- _Description of the task_:
Scan the records for "Breaks". Show the matching lines.

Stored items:
BEGIN

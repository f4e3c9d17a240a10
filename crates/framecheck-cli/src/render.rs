//! Terminal rendering of summaries and evidence.

use comfy_table::modifiers::UTF8_ROUND_CORNERS;
use comfy_table::presets::UTF8_FULL_CONDENSED;
use comfy_table::{Attribute, Cell, CellAlignment, Color, ContentArrangement, Table};

use framecheck::{CheckOutcome, ConstraintSet, CustomVerification, EvidenceTable, Summary};

/// Evidence rows shown on screen before truncating.
const EVIDENCE_PREVIEW_ROWS: usize = 20;

fn new_table() -> Table {
    let mut table = Table::new();
    table
        .load_preset(UTF8_FULL_CONDENSED)
        .apply_modifier(UTF8_ROUND_CORNERS)
        .set_content_arrangement(ContentArrangement::Dynamic);
    table
}

fn header_cell(label: &str) -> Cell {
    Cell::new(label).add_attribute(Attribute::Bold)
}

fn outcome_cell(outcome: Option<CheckOutcome>) -> Cell {
    match outcome {
        Some(CheckOutcome::Breaks(0)) => Cell::new(0).fg(Color::Green),
        Some(CheckOutcome::Breaks(n)) => Cell::new(n).fg(Color::Red).add_attribute(Attribute::Bold),
        Some(CheckOutcome::NotApplicable) => Cell::new("N/A").fg(Color::DarkGrey),
        None => Cell::new(""),
    }
    .set_alignment(CellAlignment::Right)
}

/// Columns-by-checks table of break counts.
pub fn summary_table(summary: &Summary) -> Table {
    let kinds = summary.kinds();
    let mut table = new_table();

    let mut header = vec![header_cell("Column")];
    header.extend(kinds.iter().map(|k| header_cell(k.name())));
    table.set_header(header);

    for (column, outcomes) in summary.columns() {
        let mut row = vec![Cell::new(column).fg(Color::Cyan)];
        row.extend(kinds.iter().map(|k| outcome_cell(outcomes.get(k).copied())));
        table.add_row(row);
    }
    table
}

/// Columns-by-checks table of constraint values.
pub fn constraints_table(constraints: &ConstraintSet) -> Table {
    let kinds = constraints.kinds();
    let mut table = new_table();

    let mut header = vec![header_cell("attribute")];
    header.extend(kinds.iter().map(|k| header_cell(k.name())));
    table.set_header(header);

    for (column, record) in constraints.iter() {
        let mut row = vec![Cell::new(column).fg(Color::Cyan)];
        row.extend(
            kinds
                .iter()
                .map(|k| Cell::new(record.get(*k).map(|c| c.to_cell()).unwrap_or_default())),
        );
        table.add_row(row);
    }
    table
}

/// Rule-by-rule break counts of a custom run.
pub fn custom_summary_table(result: &CustomVerification) -> Table {
    let mut table = new_table();
    table.set_header(vec![header_cell("Rule"), header_cell("Query"), header_cell("Breaks")]);

    for entry in &result.summary {
        let count = if entry.count == 0 {
            Cell::new(0).fg(Color::Green)
        } else {
            Cell::new(entry.count).fg(Color::Red).add_attribute(Attribute::Bold)
        };
        table.add_row(vec![
            Cell::new(&entry.name).fg(Color::Cyan),
            Cell::new(&entry.rule),
            count.set_alignment(CellAlignment::Right),
        ]);
    }
    table
}

/// The first failing rows, with the check that flagged them.
pub fn evidence_table(evidence: &EvidenceTable) -> Table {
    let mut table = new_table();

    let mut header = vec![header_cell("Check"), header_cell("Row")];
    header.extend(evidence.columns().iter().map(|c| header_cell(c)));
    table.set_header(header);

    for row in evidence.rows().iter().take(EVIDENCE_PREVIEW_ROWS) {
        let mut cells = vec![
            Cell::new(&row.label).fg(Color::Yellow),
            Cell::new(row.row).set_alignment(CellAlignment::Right),
        ];
        cells.extend(row.values.iter().map(Cell::new));
        table.add_row(cells);
    }
    table
}

/// Number of evidence rows left out of [`evidence_table`].
pub fn hidden_evidence_rows(evidence: &EvidenceTable) -> usize {
    evidence.len().saturating_sub(EVIDENCE_PREVIEW_ROWS)
}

END

- _Solution for this problem_:
        Some(CheckOutcome::Breaks(0)) => Cell::new(0).fg(Color::Green),
        Some(CheckOutcome::Breaks(n)) => Cell::new(n).fg(Color::Red).add_attribute(Attribute::Bold),
    table.set_header(vec![header_cell("Rule"), header_cell("Query"), header_cell("Breaks")]);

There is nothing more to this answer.